Step 7: Testing the Embedded App
Validate:
- App launches from Athena UI
- OAuth flow completes successfully
- Patient context is available
- FHIR resources return expected data
- Errors are handled gracefully
Any launch issues can be debugged with Athena support.
Step 8: Token Management & Long Sessions
If offline_access is enabled:
- Store refresh tokens securely (encrypted storage)
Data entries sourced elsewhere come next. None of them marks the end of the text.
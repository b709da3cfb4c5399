//! Merge orchestration.
//!
//! The merger walks a record stream in order, placing each record into the
//! table: Add fields first, then either a fill into existing empty Input
//! cells or a freshly planned row. The input table is never mutated; the
//! merge works on a clone, so a fatal error leaves the caller's table
//! untouched.

use std::collections::{BTreeMap, BTreeSet};

use tracing::{debug, warn};

use tabmerge_model::{GridPos, Record, Role, RoleId, Table};

use crate::error::Result;
use crate::matcher::{self, LabelConstraint};
use crate::mutator;
use crate::options::{DegradePolicy, MergeOptions};
use crate::plan::{self, ColPlan, NewCellSpec};
use crate::report::{MergeReport, SkippedField, TieBreak};

/// Merged table plus the diagnostics gathered while producing it.
#[derive(Debug, Clone, PartialEq)]
pub struct MergeOutcome {
    pub table: Table,
    pub report: MergeReport,
}

/// Where an appended row goes and how its label columns are treated.
#[derive(Debug, Clone, PartialEq, Eq)]
enum RowKind {
    /// Continue matched group regions; their group stubs grow downward.
    ExtendGroup { groups: Vec<GridPos> },
    /// Insert directly under a matched stub row, duplicating its stubs.
    DuplicateStubRow,
    /// Start a new region at the bottom with the record's label values.
    NewRegion,
    /// Append at the bottom without any label guidance.
    Plain,
}

#[derive(Debug, Clone, Default)]
pub struct Merger {
    options: MergeOptions,
}

impl Merger {
    pub fn new(options: MergeOptions) -> Self {
        Self { options }
    }

    /// Merge `records`, in order, into a copy of `table`.
    pub fn merge(&self, table: &Table, records: &[Record]) -> Result<MergeOutcome> {
        let mut working = table.clone();
        let mut report = MergeReport::default();
        let mut acted: BTreeSet<usize> = BTreeSet::new();

        let known = known_ids(&working);
        let mut accepted: Vec<(usize, Record)> = Vec::new();
        for (index, record) in records.iter().enumerate() {
            let unknown: Vec<RoleId> = record
                .role_ids()
                .filter(|id| !known.contains(*id))
                .cloned()
                .collect();
            if unknown.is_empty() {
                accepted.push((index, record.clone()));
                continue;
            }
            for role_id in unknown {
                warn!(record = index, id = %role_id, "record references unknown field");
                report.skipped_fields.push(SkippedField {
                    record_index: index,
                    role_id,
                });
            }
        }

        self.merge_table(&mut working, &accepted, &mut report, &mut acted)?;

        report.records_merged = acted.len();
        report.records_skipped = records.len() - acted.len();
        debug!(
            merged = report.records_merged,
            skipped = report.records_skipped,
            rows_inserted = report.rows_inserted,
            "merge complete"
        );
        Ok(MergeOutcome {
            table: working,
            report,
        })
    }

    fn merge_table(
        &self,
        table: &mut Table,
        records: &[(usize, Record)],
        report: &mut MergeReport,
        acted: &mut BTreeSet<usize>,
    ) -> Result<()> {
        // Nested tables first; each gets the projection of the stream onto
        // its own fields and merges independently.
        let nested_origins: Vec<GridPos> = table
            .cells
            .iter()
            .filter(|(_, cell)| cell.nested.is_some())
            .map(|(origin, _)| *origin)
            .collect();
        for origin in nested_origins {
            let ids = match table.cell_at_origin(origin).and_then(|c| c.nested.as_deref()) {
                Some(nested) => known_ids(nested),
                None => continue,
            };
            let projected: Vec<(usize, Record)> = records
                .iter()
                .filter_map(|(index, record)| {
                    let sub = record.project(|id| ids.contains(id));
                    (!sub.is_empty()).then_some((*index, sub))
                })
                .collect();
            if projected.is_empty() {
                continue;
            }
            if let Some(nested) = table
                .cell_at_origin_mut(origin)
                .and_then(|cell| cell.nested.as_deref_mut())
            {
                self.merge_table(nested, &projected, report, acted)?;
            }
        }

        for (index, record) in records {
            let local = record.project(|id| table.role_index.contains_key(id));
            if local.is_empty() {
                continue;
            }
            self.merge_record(table, *index, &local, report, acted)?;
        }
        Ok(())
    }

    fn merge_record(
        &self,
        table: &mut Table,
        index: usize,
        record: &Record,
        report: &mut MergeReport,
        acted: &mut BTreeSet<usize>,
    ) -> Result<()> {
        let labels = matcher::constraints_from(table, record);
        let mut adds: Vec<(RoleId, String)> = Vec::new();
        let mut inputs: Vec<(RoleId, String)> = Vec::new();
        for (role_id, value) in record.iter() {
            match table.role_of(role_id) {
                Some(Role::Add) if !value.trim().is_empty() => {
                    adds.push((role_id.clone(), value.to_string()));
                }
                Some(Role::Input) if !value.trim().is_empty() => {
                    inputs.push((role_id.clone(), value.to_string()));
                }
                // Header and Data fields are immutable; values aimed at
                // them are dropped without failing the record.
                _ => {}
            }
        }

        for (role_id, value) in &adds {
            let appended = mutator::append_to_field(
                table,
                role_id,
                value,
                &self.options.add_separator,
                self.options.add_paragraph_break,
            );
            if appended {
                report.cells_filled += 1;
                acted.insert(index);
            }
        }

        // A record with no non-empty Input values never places a row.
        if inputs.is_empty() {
            return Ok(());
        }

        let resolution = matcher::resolve(table, &labels);
        if let Some(resolution) = &resolution {
            if resolution.is_ambiguous() {
                warn!(
                    record = index,
                    chosen = resolution.chosen_row(),
                    "ambiguous label match, keeping earliest row"
                );
                report.tie_breaks.push(TieBreak {
                    record_index: index,
                    chosen_row: resolution.chosen_row(),
                    candidate_rows: resolution.region_starts.clone(),
                });
            }
        }

        if self.options.fill_empty_first {
            let rows: Vec<usize> = match &resolution {
                Some(resolution) => resolution.rows.clone(),
                None if labels.is_empty() => (0..table.row_count).collect(),
                None => Vec::new(),
            };
            if self.try_fill(table, &rows, &inputs, report) {
                acted.insert(index);
                return Ok(());
            }
        }

        let (after, kind) = match &resolution {
            Some(resolution) if !resolution.groups.is_empty() => {
                let after = resolution
                    .groups
                    .iter()
                    .filter_map(|origin| table.cell_at_origin(*origin))
                    .map(|cell| cell.end_row())
                    .min()
                    .unwrap_or_else(|| resolution.chosen_row());
                (after, RowKind::ExtendGroup {
                    groups: resolution.groups.clone(),
                })
            }
            Some(resolution) => (resolution.chosen_row(), RowKind::DuplicateStubRow),
            None if !labels.is_empty() => (table.row_count - 1, RowKind::NewRegion),
            None => (table.row_count - 1, RowKind::Plain),
        };

        let plan = self.plan_row(table, after, &kind, &labels, &inputs);
        let new_row = mutator::insert_row_after(table, after, &plan)?;
        debug!(record = index, row = new_row, ?kind, "inserted row");
        report.rows_inserted += 1;
        acted.insert(index);
        Ok(())
    }

    /// Write the record's inputs into the first row where every targeted
    /// cell exists and is empty.
    fn try_fill(
        &self,
        table: &mut Table,
        rows: &[usize],
        inputs: &[(RoleId, String)],
        report: &mut MergeReport,
    ) -> bool {
        'rows: for &row in rows {
            let mut targets = Vec::new();
            for (role_id, value) in inputs {
                let Some(origin) = table
                    .origins_for(role_id)
                    .iter()
                    .copied()
                    .find(|pos| pos.row == row)
                else {
                    continue 'rows;
                };
                match table.cell_at_origin(origin) {
                    Some(cell) if cell.is_empty() => targets.push((origin, value.clone())),
                    _ => continue 'rows,
                }
            }
            if targets.is_empty() {
                continue;
            }
            for (origin, value) in targets {
                if let Some(cell) = table.cell_at_origin_mut(origin) {
                    cell.set_text(&value);
                    report.cells_filled += 1;
                }
            }
            debug!(row, "filled existing row");
            return true;
        }
        false
    }

    /// Build the per-column directives for a row inserted after `after`.
    fn plan_row(
        &self,
        table: &Table,
        after: usize,
        kind: &RowKind,
        labels: &[LabelConstraint],
        inputs: &[(RoleId, String)],
    ) -> Vec<ColPlan> {
        let profiles = plan::column_profiles(table);
        let labels_by_col = by_column(table, labels.iter().map(|l| (&l.role_id, l.value.as_str())));
        let inputs_by_col = by_column(table, inputs.iter().map(|(id, v)| (id, v.as_str())));

        let mut directives = Vec::new();
        let mut col = 0;
        while col < table.col_count {
            if let Some(cell) = table.cell(GridPos::new(after, col)) {
                if cell.end_row() > after {
                    // Spans across the boundary; absorbed automatically.
                    col = cell.end_col() + 1;
                    continue;
                }
            }
            let Some(profile) = profiles.get(&col) else {
                directives.push(ColPlan::New(NewCellSpec {
                    col,
                    col_span: 1,
                    role: Role::Unclassified,
                    role_id: RoleId::new(format!("cell-r{}c{}", after + 1, col)),
                    text: String::new(),
                }));
                col += 1;
                continue;
            };
            let span = profile.col_span;

            let directive = match profile.role {
                Role::GroupStub => {
                    let matched = match kind {
                        RowKind::ExtendGroup { groups } => {
                            groups.iter().copied().find(|origin| origin.col == col)
                        }
                        _ => None,
                    };
                    if let Some(origin) = matched {
                        ColPlan::Extend { origin }
                    } else if let Some((role_id, value)) = labels_by_col.get(&col) {
                        ColPlan::New(NewCellSpec {
                            col,
                            col_span: span,
                            role: Role::GroupStub,
                            role_id: role_id.clone(),
                            text: value.clone(),
                        })
                    } else {
                        ColPlan::New(NewCellSpec {
                            col,
                            col_span: span,
                            role: Role::GroupStub,
                            role_id: profile.role_id.clone(),
                            text: self.unlabeled_text(table, after, col, kind),
                        })
                    }
                }
                Role::Stub => {
                    let (role_id, text) = if let Some((role_id, value)) = labels_by_col.get(&col) {
                        (role_id.clone(), value.clone())
                    } else if matches!(kind, RowKind::DuplicateStubRow) {
                        (profile.role_id.clone(), cell_text_at(table, after, col))
                    } else {
                        (
                            profile.role_id.clone(),
                            self.unlabeled_text(table, after, col, kind),
                        )
                    };
                    ColPlan::New(NewCellSpec {
                        col,
                        col_span: span,
                        role: Role::Stub,
                        role_id,
                        text,
                    })
                }
                Role::Input => {
                    let (role_id, text) = inputs_by_col
                        .get(&col)
                        .cloned()
                        .unwrap_or_else(|| (profile.role_id.clone(), String::new()));
                    ColPlan::New(NewCellSpec {
                        col,
                        col_span: span,
                        role: Role::Input,
                        role_id,
                        text,
                    })
                }
                Role::Data => ColPlan::New(NewCellSpec {
                    col,
                    col_span: span,
                    role: Role::Data,
                    role_id: profile.role_id.clone(),
                    text: String::new(),
                }),
                _ => ColPlan::New(NewCellSpec {
                    col,
                    col_span: span,
                    role: Role::Unclassified,
                    role_id: RoleId::new(format!("cell-r{}c{}", after + 1, col)),
                    text: String::new(),
                }),
            };
            directives.push(directive);
            col += span;
        }
        directives
    }

    /// Text for a label column the record did not supply.
    ///
    /// Only a fully unlabeled append consults the degrade policy; rows
    /// anchored by some label leave their other label columns empty.
    fn unlabeled_text(&self, table: &Table, after: usize, col: usize, kind: &RowKind) -> String {
        if !matches!(kind, RowKind::Plain) {
            return String::new();
        }
        match self.options.degrade {
            DegradePolicy::DuplicatePrevious => cell_text_at(table, after, col),
            DegradePolicy::LeaveEmpty => String::new(),
        }
    }
}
- Automatically refresh access tokens
- Never expose tokens to the browser
This supports:
- Long provider sessions
- Background jobs
- Async processing
Step 9: Security & Compliance Best Practices
- Enforce HTTPS everywhere
- Validate iss issuer URLs
- Store secrets securely
- Do not log PHI
- Limit scopes to a minimum
- Follow HIPAA and Athena security guidelines
Step 10: Production Deployment & Go-Live
Before production:
- Update production URLs in Athena Developer Portal
- Complete Athena production approval
- Perform UAT with real provider users
- Monitor:
→ Token failures
→ API rate limits
→ Error logs

Conclusion
Building a SMART on FHIR embedded app with Athenahealth and Node.js enables truly context aware, single sign-on clinical workflows that fit naturally into provider routines. By following a structured approach from app registration and sandbox setup to secure OAuth handling and FHIR data access, you can deliver applications that are interoperable, scalable, and vendor aligned. The result is faster adoption, reduced workflow friction, and meaningful clinical utility.
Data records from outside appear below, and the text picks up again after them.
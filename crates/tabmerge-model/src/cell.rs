use std::fmt;

use crate::role::{Role, RoleId};
use crate::table::Table;

/// Top-left grid address of a cell, unique per cell.
#[derive(
    Debug,
    Clone,
    Copy,
    PartialEq,
    Eq,
    PartialOrd,
    Ord,
    Hash,
    serde::Serialize,
    serde::Deserialize,
)]
pub struct GridPos {
    pub row: usize,
    pub col: usize,
}

impl GridPos {
    pub fn new(row: usize, col: usize) -> Self {
        Self { row, col }
    }
}

impl fmt::Display for GridPos {
    fn fmt(&self, f: &mut fmt::Formatter<'_>) -> fmt::Result {
        write!(f, "({}, {})", self.row, self.col)
    }
}

/// One classified cell of a table grid.
///
/// The rectangle `[origin.row, origin.row + row_span) x
/// [origin.col, origin.col + col_span)` is the area the cell covers.
/// Content is an ordered sequence of paragraphs; an empty sequence (or
/// whitespace-only paragraphs) is a visually empty cell.
#[derive(Debug, Clone, PartialEq, serde::Serialize, serde::Deserialize)]
pub struct Cell {
    pub origin: GridPos,
    pub row_span: usize,
    pub col_span: usize,
    pub paragraphs: Vec<String>,
    pub role: Role,
    pub role_id: RoleId,
    pub shaded: bool,
    /// Independently merged child table, never flattened into the parent.
    pub nested: Option<Box<Table>>,
}

impl Cell {
    pub fn new(
        origin: GridPos,
        row_span: usize,
        col_span: usize,
        role: Role,
        role_id: RoleId,
    ) -> Self {
        Self {
            origin,
            row_span,
            col_span,
            paragraphs: Vec::new(),
            role,
            role_id,
            shaded: false,
            nested: None,
        }
    }

    pub fn with_text(mut self, text: &str) -> Self {
        self.set_text(text);
        self
    }

    pub fn with_shaded(mut self, shaded: bool) -> Self {
        self.shaded = shaded;
        self
    }

    /// Last row index covered by this cell.
    pub fn end_row(&self) -> usize {
        self.origin.row + self.row_span - 1
    }

    /// Last column index covered by this cell.
    pub fn end_col(&self) -> usize {
        self.origin.col + self.col_span - 1
    }

    pub fn covers(&self, pos: GridPos) -> bool {
        self.origin.row <= pos.row
            && pos.row <= self.end_row()
            && self.origin.col <= pos.col
            && pos.col <= self.end_col()
    }

    pub fn is_empty(&self) -> bool {
        self.paragraphs.iter().all(|p| p.trim().is_empty())
    }

    /// Cell content as a single newline-joined string.
    pub fn text(&self) -> String {
        self.paragraphs.join("\n")
    }

    /// Replace the cell content, splitting on newlines into paragraphs.
    pub fn set_text(&mut self, text: &str) {
        if text.is_empty() {
            self.paragraphs.clear();
        } else {
            self.paragraphs = text.split('\n').map(str::to_string).collect();
        }
    }

    /// Append text to the cell content.
    ///
    /// With `paragraph_break` the text starts new paragraphs; otherwise it
    /// continues the last paragraph joined by `separator`.
    pub fn append_text(&mut self, text: &str, separator: &str, paragraph_break: bool) {
        if self.is_empty() {
            self.set_text(text);
            return;
        }
        if paragraph_break {
            self.paragraphs.extend(text.split('\n').map(str::to_string));
        } else if let Some(last) = self.paragraphs.last_mut() {
            let mut lines = text.split('\n');
            if let Some(first) = lines.next() {
                last.push_str(separator);
                last.push_str(first);
            }
            self.paragraphs.extend(lines.map(str::to_string));
        }
    }
}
When executed with strong security, minimal scopes, and production ready token management, Athena embedded apps become long term assets rather than one off integrations. This implementation model supports future EHR expansion, evolving use cases, and regulatory compliance. Ultimately, SMART on FHIR is not just a technical standard it is a foundation for building resilient, provider first healthcare applications.